It is sad to hear of the serial blunders coming from the Tesano office of the Domestic Violence and Victim Support Unit (DOVVSU) of the Ghana Police Service. But the antidote to that is not to deform the unit by changing its operational structure.
Information is making the rounds that a new directive has been issued by the police administration that brings DOVVSU under the jurisdiction of divisional heads. is thisthe end of DOVVSU?
DOVVSU was set up to provide a professional response to sexual and gender-based violence. It was to be staffed by personnel with further training in gender, human rights, counselling, child development and overall victim support.
We all know the DOVVSU we have, started off as the Women and Juvenile Unit (WAJU) for a reason. The founders of WAJU recognised a limitation in the police response to sexual and gender-based violence and wanted to close that gap and keep up with international good practice.
One recalls the earlier practice of sending officers to Namibia to understudy a similar concept.
The name of WAJU in those days created fear and panic in perpetrators; this is not to suggest that everything was alright then. Nevertheless, there was passion, commitment, dedication and openness on the part of officers at the unit and the highest echelon of the police administration to work with civil society collaborators.
Change of name
The change of name from WAJU to DOVVSU, we were made to understand, was in keeping with the newly promulgated Domestic Violence Act, 2007 (Act 732). The change also captured a transition the police was making from emphasis on alleged perpetrators or suspects to victims/survivors. Although civil society was initially skeptical and opposed the name change, the police administration explained the rationale to our satisfaction.
Perennially, DOVVSU has had challenges with resources. Space for officers to provide privacy was a problem then and now; mass transfers of officers from the unit after huge investment in their training by civil society; no incentives for officers who often rely on their personal resources to feed very hungry victims.

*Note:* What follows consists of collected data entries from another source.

//! Floor-plan parser: SVG markup into a [`LocationMap`].
//!
//! DESIGN
//! ======
//! Every `<g>` whose `id` starts with `kube` is a location. Inside it we look
//! for `outer-<id>` and `inner-<id>` elements (any depth) and read `x`, `y`,
//! `width`, `height` from each. A group missing either element, or carrying a
//! missing / non-numeric / non-finite coordinate, is dropped on its own: one
//! broken location must not blank out the whole plan.
//!
//! Duplicate group ids: last one in document order wins.

use roxmltree::{Document, Node, ParsingOptions};

use super::types::{LOCATION_ID_PREFIX, LocationGeometry, LocationId, LocationMap, ParseError, Rectangle};

/// Parse floor-plan markup.
///
/// # Errors
///
/// - [`ParseError::Malformed`] when the text is not well-formed markup.
/// - [`ParseError::Empty`] when it parses but yields zero locations.
pub fn parse(document: &str) -> Result<LocationMap, ParseError> {
    let doc = parse_markup(document)?;

    let mut locations = LocationMap::new();
    for group in doc.descendants().filter(is_location_group) {
        let Some(id) = group.attribute("id") else {
            continue;
        };
        let Some(geometry) = parse_group(group, id) else {
            tracing::debug!(location = id, "skipping location with incomplete geometry");
            continue;
        };
        if locations.insert(LocationId::new(id), geometry).is_some() {
            tracing::debug!(location = id, "duplicate location id; keeping the later group");
        }
    }

    if locations.is_empty() {
        return Err(ParseError::Empty);
    }
    Ok(locations)
}

/// Validate that `document` is well-formed markup without extracting anything.
///
/// # Errors
///
/// Returns [`ParseError::Malformed`] with the parser's message.
pub fn check_well_formed(document: &str) -> Result<(), ParseError> {
    parse_markup(document).map(|_| ())
}

// Editors commonly emit a DOCTYPE header, so DTDs are allowed.
fn parse_markup(document: &str) -> Result<Document<'_>, ParseError> {
    let mut opts = ParsingOptions::default();
    opts.allow_dtd = true;
    Document::parse_with_options(document, opts).map_err(|e| ParseError::Malformed(e.to_string()))
}

fn is_location_group(node: &Node<'_, '_>) -> bool {
    node.is_element()
        && node.tag_name().name() == "g"
        && node
            .attribute("id")
            .is_some_and(|id| id.starts_with(LOCATION_ID_PREFIX))
}

fn parse_group(group: Node<'_, '_>, id: &str) -> Option<LocationGeometry> {
    let outer_id = format!("outer-{id}");
    let inner_id = format!("inner-{id}");

    let outer = find_by_id(group, &outer_id)?;
    let inner = find_by_id(group, &inner_id)?;

    Some(LocationGeometry {
        outer: read_rectangle(outer)?,
        inner: read_rectangle(inner)?,
        inner_style_class: inner.attribute("class").unwrap_or_default().to_string(),
    })
}

fn find_by_id<'a, 'input>(group: Node<'a, 'input>, id: &str) -> Option<Node<'a, 'input>> {
    group
        .descendants()
        .skip(1)
        .find(|n| n.is_element() && n.attribute("id") == Some(id))
}

fn read_rectangle(node: Node<'_, '_>) -> Option<Rectangle> {
    Some(Rectangle {
        x: read_number(node, "x")?,
        y: read_number(node, "y")?,
        width: read_number(node, "width")?,
        height: read_number(node, "height")?,
    })
}

fn read_number(node: Node<'_, '_>, attr: &str) -> Option<f64> {
    node.attribute(attr)?
        .trim()
        .parse::<f64>()
        .ok()
        .filter(|v| v.is_finite())
}

#[cfg(test)]
#[path = "geometry_test.rs"]
mod tests;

Since its inception, DOVVSU has been plagued with ambiguous institutional set up; with erratic and pathological vacillations among director CID, director Administration, director welfare, etc., as heads of the Unit, DOVVSU has suffered from the lack of focus and interest from the police administration. In spite of all the challenges, DOVVSU has remained a significant plank in the ladder of response to sexual and gender-based violence in the country.
The collaboration with development partners and civil society organisers in the exercise of their mandate has brought many within the police service to develop wrong perception about the unit.
There are many who think that with this partnership, the unit is flowing with milk and honey culminating in an unhealthy desire for control particularly at the regional and divisional hierarchy of the police. The command structure as civil society actors have come to know is a national coordinator of DOVVSU responsible for all DOVVSU operations in the country.
The rationale is to insulate DOVVSU operations from regional and divisional influences, which may in turn come under considerable pressure from chiefs and other “big men” in their jurisdictions. We are all aware of the socio-cultural tendency to settle violence within families without recourse to due process at the expense of victims’ rights.
We in civil society have not been impressed with the attitude and output of all officers at DOVVSU; of course like any other unit within the service and among the generality of Ghanaian institutions, there are bad nuts who must be identified and punished if they are found in breach of internal service protocol or code of ethics; but to tamper with the operational command of DOVVSU because some officers have allegedly soiled their hands is a wrong move with serious consequences for DOVVSU’s operations.
The way out of DOVVSU’s challenges is not to bring it under divisional heads making the national coordinating office of DOVVSU redundant. Without a strengthened DOVVSU, the implementation of the Domestic Violence Act will suffer seriously.
Strengthening DOVVSU must be the focus of the current police administration; our expectation is that the police administration will show seriousness to the concerns of women and children in this country by elevating the status of DOVVSU to a director-general position.
I recall a recent interaction with the President, John Dramani Mahama, under the auspices of the Minister of Gender, Children and Social Protection, discussed problems confronting DOVVSU with a passionate call to the President to intervene. He agreed with a firm assurance that he was going to facilitate the elevation of DOVVSU to a schedule officer position at the police headquarters.
Any contrary move, therefore, to this thinking will be a disservice to victims most of whom are women and children. It is our expectation that sooner than later, the one-stop shop dream of the founding fathers and mothers of DOVVSU will become a reality.
Gender based court
There is a reason why the judiciary, under Her Ladyship the Chief Justice Theodora Wood, has established two gender-based violence courts in Accra and Kumasi with more to come. The reason is to bring focus, professionalism and sensitivity to issues concerning women and children, the police cannot do less. The police administration must learn from her example.
We call on the Minister of Gender, Children and Social Protection, to gently remind Mr President about his word to the women and children of this country about his desire to see DOVVSU strengthened and to whisper into the ears of the IGP that “if you’re unable to find a decent gift for your in-law, you do not steal from her/him”.